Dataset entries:
=======
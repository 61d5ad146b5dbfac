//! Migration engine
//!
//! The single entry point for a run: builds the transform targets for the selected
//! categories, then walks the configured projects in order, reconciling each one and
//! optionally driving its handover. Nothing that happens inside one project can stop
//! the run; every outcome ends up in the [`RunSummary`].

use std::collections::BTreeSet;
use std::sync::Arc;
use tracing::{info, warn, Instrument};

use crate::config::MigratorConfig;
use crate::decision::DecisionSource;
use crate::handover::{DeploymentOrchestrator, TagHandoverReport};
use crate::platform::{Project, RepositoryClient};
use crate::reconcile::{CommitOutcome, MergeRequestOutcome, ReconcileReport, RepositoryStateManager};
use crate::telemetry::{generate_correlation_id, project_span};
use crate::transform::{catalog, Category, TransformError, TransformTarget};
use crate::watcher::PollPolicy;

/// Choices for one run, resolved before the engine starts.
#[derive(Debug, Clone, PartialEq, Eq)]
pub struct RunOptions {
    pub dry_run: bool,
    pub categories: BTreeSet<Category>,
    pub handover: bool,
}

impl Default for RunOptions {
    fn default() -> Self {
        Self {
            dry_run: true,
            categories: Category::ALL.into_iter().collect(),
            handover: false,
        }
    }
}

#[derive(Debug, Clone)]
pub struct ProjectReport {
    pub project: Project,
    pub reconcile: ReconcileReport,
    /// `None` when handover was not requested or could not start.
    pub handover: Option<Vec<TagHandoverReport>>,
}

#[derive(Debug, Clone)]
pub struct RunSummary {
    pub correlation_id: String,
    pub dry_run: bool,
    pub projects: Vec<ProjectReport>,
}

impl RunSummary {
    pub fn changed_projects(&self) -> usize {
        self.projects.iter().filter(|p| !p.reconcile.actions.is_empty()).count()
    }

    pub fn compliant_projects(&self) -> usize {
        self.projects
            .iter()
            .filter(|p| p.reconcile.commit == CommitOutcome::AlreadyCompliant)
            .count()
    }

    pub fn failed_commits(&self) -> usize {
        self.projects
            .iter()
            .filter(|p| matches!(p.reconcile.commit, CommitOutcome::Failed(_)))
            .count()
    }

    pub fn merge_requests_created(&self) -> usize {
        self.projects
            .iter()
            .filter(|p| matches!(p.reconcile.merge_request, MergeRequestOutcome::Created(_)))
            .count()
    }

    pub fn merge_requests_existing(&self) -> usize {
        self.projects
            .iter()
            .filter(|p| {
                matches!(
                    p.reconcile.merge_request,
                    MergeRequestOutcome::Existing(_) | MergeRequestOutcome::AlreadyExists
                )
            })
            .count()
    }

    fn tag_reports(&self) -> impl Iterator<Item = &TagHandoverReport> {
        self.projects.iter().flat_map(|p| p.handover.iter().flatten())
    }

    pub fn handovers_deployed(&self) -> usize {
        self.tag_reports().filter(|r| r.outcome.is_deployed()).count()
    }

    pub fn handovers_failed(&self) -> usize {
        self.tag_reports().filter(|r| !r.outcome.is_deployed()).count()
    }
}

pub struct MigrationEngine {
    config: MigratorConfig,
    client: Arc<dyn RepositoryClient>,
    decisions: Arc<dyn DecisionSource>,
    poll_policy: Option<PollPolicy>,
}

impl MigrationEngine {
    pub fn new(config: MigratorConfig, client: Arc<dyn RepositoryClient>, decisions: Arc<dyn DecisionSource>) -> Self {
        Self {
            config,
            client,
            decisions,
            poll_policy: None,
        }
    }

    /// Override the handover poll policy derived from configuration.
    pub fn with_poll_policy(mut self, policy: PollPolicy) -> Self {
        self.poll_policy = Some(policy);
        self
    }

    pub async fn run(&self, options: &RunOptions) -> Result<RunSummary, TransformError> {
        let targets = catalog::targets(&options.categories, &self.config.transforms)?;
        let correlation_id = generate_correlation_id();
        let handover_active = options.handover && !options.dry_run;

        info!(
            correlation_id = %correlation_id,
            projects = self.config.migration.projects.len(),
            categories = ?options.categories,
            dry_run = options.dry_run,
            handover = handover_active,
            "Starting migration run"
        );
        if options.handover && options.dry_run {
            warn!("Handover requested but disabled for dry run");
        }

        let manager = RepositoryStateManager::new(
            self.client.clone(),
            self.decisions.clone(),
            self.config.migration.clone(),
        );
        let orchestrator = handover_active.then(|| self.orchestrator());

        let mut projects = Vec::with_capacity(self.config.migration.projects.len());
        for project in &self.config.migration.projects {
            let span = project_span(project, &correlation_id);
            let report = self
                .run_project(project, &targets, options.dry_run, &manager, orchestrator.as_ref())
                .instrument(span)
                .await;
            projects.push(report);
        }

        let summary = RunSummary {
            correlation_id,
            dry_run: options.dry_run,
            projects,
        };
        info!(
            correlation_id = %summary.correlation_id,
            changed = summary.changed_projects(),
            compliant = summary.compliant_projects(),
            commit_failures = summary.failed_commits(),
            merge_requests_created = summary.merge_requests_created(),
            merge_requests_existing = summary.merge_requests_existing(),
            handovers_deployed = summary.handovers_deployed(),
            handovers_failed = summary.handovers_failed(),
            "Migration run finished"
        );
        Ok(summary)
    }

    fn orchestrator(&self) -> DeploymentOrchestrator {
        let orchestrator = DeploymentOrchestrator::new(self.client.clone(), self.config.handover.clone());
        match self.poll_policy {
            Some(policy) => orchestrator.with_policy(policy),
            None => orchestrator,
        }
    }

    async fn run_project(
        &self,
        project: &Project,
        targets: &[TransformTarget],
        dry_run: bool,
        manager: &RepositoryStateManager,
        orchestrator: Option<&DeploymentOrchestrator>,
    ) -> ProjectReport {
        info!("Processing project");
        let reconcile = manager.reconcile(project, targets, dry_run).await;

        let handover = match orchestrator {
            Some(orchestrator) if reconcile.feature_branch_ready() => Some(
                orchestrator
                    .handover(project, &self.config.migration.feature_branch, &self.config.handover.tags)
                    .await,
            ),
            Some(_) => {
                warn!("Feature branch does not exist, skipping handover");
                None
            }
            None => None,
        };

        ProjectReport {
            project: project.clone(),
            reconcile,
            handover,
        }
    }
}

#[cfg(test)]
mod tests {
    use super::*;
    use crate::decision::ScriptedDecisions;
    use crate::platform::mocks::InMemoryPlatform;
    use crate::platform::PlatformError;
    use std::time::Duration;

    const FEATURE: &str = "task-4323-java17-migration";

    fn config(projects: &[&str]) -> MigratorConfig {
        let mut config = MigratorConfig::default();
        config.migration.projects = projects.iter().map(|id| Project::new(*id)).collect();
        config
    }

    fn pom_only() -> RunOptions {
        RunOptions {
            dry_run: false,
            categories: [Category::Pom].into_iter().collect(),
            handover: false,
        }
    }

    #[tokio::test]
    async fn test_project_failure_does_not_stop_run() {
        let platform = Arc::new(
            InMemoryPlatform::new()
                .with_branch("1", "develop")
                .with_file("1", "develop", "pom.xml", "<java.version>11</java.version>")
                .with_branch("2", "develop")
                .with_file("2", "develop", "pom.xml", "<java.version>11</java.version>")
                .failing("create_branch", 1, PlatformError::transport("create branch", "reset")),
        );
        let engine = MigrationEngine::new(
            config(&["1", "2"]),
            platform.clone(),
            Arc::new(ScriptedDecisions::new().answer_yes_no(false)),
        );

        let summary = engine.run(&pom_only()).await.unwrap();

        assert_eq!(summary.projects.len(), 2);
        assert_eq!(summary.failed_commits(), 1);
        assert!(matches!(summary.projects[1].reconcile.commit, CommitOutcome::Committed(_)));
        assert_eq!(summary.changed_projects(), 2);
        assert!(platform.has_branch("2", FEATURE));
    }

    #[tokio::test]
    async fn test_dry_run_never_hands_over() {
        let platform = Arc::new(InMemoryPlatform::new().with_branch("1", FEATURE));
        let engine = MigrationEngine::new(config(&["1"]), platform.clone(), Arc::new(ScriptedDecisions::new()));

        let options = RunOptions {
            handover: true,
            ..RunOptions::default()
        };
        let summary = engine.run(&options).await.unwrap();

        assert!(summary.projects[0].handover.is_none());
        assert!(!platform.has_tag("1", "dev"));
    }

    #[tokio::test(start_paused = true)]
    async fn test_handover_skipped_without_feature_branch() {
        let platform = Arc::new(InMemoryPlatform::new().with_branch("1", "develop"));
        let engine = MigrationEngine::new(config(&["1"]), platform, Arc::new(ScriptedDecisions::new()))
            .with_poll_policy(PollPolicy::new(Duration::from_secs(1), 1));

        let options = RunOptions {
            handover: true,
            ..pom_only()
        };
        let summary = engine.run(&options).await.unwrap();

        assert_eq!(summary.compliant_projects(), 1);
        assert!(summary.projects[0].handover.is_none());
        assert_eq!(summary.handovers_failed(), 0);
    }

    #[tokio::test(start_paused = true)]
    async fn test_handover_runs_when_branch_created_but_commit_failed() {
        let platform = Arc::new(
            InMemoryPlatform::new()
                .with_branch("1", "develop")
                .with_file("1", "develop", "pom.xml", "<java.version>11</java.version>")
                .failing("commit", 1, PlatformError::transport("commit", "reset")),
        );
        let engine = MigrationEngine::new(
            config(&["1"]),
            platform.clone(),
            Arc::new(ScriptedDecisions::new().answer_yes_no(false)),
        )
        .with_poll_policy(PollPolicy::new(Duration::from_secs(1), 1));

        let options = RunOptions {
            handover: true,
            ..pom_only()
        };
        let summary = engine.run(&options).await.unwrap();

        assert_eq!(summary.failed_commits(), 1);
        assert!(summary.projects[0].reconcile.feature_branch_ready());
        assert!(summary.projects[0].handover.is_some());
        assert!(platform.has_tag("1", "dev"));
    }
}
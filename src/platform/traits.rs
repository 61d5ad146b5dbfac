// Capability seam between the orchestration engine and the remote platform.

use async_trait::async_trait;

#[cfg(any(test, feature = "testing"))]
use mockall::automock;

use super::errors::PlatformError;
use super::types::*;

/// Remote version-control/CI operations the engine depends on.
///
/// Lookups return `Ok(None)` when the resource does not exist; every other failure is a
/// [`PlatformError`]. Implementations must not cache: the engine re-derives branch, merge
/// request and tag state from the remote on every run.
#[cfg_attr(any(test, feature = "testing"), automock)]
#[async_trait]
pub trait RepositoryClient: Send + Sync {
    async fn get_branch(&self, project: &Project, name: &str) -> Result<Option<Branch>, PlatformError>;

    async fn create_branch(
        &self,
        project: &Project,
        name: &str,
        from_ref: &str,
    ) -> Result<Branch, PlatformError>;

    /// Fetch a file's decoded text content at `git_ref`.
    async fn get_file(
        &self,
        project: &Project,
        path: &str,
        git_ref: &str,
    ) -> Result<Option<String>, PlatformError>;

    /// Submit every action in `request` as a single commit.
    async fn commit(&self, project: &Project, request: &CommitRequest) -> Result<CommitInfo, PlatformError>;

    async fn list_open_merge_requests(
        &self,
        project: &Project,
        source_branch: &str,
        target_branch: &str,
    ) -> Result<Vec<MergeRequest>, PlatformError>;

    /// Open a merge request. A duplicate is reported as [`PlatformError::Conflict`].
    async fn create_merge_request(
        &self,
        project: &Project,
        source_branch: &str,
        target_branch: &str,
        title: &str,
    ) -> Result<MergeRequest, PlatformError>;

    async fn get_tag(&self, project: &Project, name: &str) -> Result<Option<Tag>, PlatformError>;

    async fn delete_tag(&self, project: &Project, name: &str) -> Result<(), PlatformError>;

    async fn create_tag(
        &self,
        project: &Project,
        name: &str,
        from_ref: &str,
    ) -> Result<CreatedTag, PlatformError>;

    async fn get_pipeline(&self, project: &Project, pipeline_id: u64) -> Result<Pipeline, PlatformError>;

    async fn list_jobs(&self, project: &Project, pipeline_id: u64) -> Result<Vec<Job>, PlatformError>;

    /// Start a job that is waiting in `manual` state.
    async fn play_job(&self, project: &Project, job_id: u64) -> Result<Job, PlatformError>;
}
=======
### Instructions to follow
Above are the records; please copy exactly their first line and each line after it through the line containing "each one and", and no line after that.

### Response to this exercise
repository 61d5ad146b5dbfac
//! Migration engine
//!
//! The single entry point for a run: builds the transform targets for the selected
//! categories, then walks the configured projects in order, reconciling each one and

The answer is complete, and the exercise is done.